╭─ RECORDS TO USE

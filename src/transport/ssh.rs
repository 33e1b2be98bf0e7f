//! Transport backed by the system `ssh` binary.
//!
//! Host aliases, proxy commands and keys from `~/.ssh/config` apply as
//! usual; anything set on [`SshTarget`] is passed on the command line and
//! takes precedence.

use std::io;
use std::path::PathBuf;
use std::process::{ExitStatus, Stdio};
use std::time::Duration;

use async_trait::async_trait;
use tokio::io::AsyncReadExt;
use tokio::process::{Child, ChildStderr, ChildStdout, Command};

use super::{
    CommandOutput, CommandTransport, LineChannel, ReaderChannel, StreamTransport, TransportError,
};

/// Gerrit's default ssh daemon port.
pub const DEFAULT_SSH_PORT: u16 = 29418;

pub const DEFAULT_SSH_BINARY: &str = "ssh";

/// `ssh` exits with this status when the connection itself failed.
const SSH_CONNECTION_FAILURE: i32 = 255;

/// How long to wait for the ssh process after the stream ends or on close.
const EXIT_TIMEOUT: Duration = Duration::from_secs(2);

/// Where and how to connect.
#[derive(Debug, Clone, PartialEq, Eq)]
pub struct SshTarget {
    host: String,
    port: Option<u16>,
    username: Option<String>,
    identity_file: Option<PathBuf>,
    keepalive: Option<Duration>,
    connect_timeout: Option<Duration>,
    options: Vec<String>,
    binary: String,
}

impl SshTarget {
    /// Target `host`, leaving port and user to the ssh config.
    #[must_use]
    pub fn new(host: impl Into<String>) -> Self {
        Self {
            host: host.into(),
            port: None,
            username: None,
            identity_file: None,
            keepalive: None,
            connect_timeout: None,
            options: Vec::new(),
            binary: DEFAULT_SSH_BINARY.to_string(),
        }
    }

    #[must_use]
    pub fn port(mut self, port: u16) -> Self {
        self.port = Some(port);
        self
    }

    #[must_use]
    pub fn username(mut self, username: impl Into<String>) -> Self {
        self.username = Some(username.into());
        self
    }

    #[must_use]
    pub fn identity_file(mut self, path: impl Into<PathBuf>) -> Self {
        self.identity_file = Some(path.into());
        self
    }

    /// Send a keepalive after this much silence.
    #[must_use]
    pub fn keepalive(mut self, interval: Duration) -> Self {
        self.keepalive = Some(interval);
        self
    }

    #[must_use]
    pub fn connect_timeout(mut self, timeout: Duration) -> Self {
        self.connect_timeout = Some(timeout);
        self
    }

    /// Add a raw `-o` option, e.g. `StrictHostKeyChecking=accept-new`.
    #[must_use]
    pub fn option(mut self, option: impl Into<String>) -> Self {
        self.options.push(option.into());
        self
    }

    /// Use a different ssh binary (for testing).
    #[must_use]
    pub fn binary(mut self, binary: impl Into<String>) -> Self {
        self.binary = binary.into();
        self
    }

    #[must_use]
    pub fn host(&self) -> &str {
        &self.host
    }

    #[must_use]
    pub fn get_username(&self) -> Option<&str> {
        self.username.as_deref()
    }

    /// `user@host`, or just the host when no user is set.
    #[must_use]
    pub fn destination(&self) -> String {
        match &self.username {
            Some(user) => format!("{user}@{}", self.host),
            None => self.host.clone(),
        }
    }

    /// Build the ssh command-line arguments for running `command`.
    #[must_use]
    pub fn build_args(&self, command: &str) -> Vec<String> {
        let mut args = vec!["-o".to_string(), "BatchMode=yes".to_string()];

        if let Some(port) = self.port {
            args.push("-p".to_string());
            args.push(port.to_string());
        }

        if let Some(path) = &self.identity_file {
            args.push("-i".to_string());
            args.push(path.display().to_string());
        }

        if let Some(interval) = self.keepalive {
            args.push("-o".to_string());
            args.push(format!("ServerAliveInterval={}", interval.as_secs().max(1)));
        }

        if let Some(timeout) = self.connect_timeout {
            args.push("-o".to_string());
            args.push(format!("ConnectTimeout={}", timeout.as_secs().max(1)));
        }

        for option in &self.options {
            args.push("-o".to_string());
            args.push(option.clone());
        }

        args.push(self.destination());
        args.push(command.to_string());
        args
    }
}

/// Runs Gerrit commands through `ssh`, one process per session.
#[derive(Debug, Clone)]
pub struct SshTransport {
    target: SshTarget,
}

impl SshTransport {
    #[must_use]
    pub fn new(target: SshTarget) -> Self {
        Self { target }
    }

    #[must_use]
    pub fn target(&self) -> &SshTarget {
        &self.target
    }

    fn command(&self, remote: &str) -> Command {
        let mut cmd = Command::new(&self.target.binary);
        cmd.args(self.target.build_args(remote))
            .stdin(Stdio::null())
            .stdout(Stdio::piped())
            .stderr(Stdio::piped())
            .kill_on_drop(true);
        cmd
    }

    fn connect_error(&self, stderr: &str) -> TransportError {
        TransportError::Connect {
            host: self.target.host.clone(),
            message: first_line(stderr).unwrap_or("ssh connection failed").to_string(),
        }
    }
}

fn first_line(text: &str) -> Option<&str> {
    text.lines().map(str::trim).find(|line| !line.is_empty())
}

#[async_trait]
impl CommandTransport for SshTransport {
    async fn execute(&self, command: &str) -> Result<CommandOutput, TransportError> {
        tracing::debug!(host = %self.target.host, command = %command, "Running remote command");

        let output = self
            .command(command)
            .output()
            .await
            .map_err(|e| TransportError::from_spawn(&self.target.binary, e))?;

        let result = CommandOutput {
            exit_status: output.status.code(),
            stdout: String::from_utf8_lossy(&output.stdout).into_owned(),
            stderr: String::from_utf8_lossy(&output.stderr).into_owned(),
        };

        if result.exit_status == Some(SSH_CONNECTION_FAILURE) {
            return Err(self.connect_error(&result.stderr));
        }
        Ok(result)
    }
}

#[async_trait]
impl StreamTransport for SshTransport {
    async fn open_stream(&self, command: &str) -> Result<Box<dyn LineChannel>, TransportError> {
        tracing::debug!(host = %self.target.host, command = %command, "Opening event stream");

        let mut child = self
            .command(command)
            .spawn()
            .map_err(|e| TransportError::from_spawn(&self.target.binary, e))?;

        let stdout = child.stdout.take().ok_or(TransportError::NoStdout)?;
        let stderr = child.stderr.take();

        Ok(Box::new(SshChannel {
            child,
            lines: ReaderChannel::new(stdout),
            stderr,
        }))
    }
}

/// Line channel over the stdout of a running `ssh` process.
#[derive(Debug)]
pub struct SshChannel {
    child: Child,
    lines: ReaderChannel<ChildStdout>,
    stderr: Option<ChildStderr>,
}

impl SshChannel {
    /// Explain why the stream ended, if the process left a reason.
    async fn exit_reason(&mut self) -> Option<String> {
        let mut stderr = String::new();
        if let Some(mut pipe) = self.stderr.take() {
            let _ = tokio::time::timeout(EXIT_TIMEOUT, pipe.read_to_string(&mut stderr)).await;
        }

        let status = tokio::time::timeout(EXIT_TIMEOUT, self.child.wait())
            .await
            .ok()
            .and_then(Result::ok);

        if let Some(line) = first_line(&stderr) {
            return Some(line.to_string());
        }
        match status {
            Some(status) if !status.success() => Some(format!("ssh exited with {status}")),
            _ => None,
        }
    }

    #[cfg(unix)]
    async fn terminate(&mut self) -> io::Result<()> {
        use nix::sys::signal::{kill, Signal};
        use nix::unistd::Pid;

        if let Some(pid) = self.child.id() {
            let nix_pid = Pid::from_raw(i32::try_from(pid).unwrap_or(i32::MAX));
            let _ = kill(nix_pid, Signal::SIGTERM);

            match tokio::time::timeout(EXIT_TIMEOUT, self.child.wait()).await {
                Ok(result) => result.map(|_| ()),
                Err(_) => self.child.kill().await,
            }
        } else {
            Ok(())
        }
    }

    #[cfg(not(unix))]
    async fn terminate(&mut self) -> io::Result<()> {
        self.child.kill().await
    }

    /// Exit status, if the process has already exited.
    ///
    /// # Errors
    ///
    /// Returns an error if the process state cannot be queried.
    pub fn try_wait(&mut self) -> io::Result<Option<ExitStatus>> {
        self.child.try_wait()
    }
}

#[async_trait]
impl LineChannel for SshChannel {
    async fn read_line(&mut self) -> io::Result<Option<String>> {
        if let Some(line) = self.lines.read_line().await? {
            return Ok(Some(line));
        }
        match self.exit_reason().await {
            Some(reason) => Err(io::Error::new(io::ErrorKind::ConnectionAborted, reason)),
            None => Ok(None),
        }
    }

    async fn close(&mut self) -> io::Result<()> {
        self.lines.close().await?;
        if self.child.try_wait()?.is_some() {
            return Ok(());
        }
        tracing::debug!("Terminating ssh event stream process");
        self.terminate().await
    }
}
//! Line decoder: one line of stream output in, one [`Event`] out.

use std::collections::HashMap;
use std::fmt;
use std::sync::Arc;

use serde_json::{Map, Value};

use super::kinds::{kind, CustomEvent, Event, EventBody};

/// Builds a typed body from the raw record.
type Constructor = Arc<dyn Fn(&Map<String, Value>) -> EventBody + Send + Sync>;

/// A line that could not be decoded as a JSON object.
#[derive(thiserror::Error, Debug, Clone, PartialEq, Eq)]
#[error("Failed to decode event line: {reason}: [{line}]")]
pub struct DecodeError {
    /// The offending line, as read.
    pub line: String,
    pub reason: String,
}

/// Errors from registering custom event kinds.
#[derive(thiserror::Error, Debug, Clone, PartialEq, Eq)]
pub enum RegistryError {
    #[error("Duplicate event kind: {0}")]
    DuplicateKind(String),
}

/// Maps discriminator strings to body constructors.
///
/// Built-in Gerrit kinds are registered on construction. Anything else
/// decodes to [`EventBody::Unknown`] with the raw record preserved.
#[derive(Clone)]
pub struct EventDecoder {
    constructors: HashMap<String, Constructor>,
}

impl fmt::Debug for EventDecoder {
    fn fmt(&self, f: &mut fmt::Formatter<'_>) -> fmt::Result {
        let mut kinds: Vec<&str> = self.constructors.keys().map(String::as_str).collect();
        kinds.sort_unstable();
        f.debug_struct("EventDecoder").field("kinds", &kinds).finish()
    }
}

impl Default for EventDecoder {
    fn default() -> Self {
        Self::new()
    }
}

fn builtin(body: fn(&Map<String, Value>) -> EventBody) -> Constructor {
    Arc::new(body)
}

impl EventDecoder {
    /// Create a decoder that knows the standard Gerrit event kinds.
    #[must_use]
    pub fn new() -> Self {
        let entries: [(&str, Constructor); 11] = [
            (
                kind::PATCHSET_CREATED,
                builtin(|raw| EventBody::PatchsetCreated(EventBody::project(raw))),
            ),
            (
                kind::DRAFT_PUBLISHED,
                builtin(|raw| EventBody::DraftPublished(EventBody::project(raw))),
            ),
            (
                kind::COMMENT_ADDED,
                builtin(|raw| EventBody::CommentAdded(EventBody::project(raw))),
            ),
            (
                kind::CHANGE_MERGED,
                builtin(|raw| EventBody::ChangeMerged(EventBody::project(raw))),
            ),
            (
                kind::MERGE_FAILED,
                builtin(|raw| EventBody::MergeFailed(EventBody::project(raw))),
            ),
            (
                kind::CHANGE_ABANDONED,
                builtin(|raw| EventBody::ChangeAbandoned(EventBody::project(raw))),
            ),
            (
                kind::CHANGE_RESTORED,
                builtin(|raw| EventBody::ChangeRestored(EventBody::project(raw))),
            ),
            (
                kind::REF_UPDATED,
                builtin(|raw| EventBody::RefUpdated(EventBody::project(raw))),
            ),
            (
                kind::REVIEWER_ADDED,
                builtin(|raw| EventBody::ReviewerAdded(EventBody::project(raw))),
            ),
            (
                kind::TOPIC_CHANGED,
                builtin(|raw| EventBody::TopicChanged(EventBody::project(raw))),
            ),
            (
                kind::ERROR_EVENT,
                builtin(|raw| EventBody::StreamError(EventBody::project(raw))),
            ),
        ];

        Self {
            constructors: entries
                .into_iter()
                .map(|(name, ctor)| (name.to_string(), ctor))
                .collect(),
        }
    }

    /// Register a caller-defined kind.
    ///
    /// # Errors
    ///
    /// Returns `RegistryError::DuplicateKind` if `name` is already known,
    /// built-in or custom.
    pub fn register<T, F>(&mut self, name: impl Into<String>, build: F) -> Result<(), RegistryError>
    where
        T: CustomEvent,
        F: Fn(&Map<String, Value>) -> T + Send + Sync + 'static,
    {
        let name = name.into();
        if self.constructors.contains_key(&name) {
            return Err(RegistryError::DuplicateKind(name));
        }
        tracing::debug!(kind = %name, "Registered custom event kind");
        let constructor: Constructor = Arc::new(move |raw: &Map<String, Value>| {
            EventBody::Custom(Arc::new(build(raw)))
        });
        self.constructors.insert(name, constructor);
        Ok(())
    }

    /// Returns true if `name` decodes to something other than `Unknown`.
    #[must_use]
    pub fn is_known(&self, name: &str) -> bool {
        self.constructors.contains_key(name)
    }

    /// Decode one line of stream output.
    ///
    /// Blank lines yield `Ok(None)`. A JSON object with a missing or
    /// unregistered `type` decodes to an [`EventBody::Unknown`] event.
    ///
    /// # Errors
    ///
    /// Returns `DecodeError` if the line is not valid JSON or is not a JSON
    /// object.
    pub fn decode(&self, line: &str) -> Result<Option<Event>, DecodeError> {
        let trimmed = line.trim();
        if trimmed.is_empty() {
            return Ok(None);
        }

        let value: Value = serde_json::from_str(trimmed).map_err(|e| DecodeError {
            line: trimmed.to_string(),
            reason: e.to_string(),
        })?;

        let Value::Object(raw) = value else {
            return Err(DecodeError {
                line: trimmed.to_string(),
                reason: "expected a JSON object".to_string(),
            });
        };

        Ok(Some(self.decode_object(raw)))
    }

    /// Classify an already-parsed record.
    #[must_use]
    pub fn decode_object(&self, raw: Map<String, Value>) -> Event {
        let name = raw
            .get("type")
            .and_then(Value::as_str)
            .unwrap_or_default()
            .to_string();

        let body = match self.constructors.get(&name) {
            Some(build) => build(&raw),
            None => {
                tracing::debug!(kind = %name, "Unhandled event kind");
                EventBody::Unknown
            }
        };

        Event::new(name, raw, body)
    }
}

╰─
╭─ RECORDS TO USE

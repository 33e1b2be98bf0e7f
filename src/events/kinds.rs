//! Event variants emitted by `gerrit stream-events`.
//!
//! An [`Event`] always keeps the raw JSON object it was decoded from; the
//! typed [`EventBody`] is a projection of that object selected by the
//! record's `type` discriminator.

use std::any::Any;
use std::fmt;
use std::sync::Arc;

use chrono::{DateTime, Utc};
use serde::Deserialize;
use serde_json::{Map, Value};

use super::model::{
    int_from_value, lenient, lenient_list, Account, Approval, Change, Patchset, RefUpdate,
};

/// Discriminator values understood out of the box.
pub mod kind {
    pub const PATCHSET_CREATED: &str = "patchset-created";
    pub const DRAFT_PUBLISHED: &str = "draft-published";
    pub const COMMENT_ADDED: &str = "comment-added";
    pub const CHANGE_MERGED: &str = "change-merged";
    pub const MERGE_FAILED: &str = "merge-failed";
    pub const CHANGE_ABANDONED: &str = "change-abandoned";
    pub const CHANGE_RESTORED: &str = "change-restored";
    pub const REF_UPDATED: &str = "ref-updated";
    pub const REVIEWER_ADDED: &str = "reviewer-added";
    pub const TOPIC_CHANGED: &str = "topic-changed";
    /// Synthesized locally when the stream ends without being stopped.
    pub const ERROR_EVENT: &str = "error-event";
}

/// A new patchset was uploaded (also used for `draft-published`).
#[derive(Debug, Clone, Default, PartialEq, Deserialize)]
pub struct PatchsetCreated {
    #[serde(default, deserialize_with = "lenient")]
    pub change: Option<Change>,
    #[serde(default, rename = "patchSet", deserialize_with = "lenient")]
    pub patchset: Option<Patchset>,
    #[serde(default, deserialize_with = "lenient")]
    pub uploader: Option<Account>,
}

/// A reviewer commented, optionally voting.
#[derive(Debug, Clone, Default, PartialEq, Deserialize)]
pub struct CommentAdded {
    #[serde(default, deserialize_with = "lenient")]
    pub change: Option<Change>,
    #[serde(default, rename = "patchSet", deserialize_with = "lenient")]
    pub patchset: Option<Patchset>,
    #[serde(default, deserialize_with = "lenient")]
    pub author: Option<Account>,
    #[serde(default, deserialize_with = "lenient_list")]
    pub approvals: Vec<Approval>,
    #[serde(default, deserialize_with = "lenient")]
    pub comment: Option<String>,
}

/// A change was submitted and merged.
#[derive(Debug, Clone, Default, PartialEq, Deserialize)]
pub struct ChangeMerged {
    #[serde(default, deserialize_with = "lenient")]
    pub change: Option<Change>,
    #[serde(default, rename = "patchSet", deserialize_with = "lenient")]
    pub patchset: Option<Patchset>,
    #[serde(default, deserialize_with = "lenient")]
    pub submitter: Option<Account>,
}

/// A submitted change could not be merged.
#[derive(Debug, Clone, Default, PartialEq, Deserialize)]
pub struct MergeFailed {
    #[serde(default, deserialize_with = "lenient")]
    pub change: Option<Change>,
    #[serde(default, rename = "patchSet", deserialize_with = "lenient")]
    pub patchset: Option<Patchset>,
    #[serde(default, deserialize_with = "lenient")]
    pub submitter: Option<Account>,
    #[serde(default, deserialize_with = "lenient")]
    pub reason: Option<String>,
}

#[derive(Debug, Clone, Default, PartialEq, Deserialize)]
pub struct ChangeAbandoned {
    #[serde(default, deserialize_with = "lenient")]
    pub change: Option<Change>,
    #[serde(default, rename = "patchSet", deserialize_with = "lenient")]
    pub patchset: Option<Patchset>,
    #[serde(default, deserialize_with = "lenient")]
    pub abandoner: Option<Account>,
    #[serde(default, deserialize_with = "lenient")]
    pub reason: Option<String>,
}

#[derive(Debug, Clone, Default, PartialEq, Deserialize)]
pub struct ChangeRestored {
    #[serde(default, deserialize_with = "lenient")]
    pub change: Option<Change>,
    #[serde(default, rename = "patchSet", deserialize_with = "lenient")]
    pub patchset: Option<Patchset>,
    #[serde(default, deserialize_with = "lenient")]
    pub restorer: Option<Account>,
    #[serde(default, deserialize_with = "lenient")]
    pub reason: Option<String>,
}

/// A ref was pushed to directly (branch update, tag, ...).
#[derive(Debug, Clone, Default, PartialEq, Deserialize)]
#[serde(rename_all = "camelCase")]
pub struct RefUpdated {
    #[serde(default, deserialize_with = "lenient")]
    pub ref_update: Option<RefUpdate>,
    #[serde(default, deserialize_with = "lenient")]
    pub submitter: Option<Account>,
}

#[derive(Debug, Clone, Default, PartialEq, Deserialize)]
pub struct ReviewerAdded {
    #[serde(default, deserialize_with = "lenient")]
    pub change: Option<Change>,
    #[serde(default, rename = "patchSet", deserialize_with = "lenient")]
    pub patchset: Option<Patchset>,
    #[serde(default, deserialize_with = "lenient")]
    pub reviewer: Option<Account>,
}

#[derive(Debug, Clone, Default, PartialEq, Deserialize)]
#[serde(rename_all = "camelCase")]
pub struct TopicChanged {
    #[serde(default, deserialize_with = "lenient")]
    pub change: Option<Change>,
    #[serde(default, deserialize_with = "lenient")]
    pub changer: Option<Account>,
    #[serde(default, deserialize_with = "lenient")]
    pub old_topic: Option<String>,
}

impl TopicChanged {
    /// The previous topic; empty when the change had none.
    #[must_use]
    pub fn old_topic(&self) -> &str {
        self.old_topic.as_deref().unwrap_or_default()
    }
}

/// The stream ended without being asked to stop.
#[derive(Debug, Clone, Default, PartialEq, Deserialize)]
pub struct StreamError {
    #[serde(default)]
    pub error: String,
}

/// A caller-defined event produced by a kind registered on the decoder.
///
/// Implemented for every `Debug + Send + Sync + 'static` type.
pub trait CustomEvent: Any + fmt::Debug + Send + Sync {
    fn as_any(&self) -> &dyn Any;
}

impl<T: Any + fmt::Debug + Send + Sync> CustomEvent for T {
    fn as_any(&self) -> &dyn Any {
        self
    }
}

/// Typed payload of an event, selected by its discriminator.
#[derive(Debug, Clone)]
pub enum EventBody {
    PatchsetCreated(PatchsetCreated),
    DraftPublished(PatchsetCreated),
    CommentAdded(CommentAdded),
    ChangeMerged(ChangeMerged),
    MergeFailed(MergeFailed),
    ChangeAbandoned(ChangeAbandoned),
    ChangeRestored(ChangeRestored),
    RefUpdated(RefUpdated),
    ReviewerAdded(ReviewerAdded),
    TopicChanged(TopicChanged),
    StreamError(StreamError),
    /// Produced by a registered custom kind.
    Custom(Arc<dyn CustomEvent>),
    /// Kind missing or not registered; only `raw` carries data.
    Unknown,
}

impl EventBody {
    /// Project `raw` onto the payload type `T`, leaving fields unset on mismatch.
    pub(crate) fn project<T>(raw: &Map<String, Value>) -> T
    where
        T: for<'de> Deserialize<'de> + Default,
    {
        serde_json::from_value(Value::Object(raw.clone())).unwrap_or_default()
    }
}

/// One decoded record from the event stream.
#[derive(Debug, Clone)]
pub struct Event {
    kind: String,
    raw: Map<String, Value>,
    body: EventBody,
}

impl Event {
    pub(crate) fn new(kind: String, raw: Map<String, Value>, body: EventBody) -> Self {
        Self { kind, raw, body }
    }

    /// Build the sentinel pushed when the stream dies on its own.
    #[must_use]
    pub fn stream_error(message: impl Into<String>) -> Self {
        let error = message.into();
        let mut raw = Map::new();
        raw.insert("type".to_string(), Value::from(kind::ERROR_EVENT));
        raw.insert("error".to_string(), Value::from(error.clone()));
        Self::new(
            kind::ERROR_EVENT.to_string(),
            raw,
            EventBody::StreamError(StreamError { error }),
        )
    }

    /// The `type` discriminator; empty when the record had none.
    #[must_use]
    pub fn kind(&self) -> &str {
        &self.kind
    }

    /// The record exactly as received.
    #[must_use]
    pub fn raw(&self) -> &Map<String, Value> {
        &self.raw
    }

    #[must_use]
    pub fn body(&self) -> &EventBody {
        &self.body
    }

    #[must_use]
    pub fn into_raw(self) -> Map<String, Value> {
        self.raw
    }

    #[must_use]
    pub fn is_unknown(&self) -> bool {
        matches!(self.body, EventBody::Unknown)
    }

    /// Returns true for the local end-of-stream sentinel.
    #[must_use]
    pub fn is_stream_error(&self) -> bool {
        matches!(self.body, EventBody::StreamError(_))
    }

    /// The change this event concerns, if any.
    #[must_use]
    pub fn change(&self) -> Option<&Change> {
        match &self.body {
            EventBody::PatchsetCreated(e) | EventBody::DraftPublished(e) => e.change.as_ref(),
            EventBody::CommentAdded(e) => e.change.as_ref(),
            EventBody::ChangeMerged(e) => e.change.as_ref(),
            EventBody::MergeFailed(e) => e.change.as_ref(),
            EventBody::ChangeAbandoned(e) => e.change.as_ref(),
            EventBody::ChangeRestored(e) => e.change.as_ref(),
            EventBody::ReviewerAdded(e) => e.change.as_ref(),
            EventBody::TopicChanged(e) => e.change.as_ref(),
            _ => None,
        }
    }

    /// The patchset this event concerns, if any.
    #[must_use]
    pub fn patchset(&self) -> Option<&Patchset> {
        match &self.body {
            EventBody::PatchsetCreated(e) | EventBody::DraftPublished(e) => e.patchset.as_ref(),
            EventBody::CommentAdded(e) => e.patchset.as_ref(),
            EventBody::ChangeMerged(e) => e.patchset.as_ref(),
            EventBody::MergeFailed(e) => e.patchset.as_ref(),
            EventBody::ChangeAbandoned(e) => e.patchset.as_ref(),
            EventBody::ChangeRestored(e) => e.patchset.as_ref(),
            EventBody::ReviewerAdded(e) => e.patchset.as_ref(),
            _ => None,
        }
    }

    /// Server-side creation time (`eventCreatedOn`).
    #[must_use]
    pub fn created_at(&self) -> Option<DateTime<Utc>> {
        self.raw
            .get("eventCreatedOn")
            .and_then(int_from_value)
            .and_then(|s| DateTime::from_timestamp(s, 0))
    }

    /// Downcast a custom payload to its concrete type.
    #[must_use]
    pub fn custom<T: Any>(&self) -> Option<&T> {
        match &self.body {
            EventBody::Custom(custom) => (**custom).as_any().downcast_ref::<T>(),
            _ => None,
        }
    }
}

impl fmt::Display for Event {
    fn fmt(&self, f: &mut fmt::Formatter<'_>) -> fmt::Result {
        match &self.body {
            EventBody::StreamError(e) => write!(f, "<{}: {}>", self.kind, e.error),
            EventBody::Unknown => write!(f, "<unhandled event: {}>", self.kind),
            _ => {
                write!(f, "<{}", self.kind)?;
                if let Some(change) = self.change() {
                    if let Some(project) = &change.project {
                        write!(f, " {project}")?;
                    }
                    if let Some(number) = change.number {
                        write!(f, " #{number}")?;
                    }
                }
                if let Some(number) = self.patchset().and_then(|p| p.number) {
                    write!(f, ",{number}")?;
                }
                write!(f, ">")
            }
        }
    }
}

╰─

◆ WHAT IS BEING ASKED ◆
Among the records above, find each line holding the string "sentinel" and pull it out.

◆ ANSWER SECTION ◆
    /// Build the sentinel pushed when the stream dies on its own.
    /// Returns true for the local end-of-stream sentinel.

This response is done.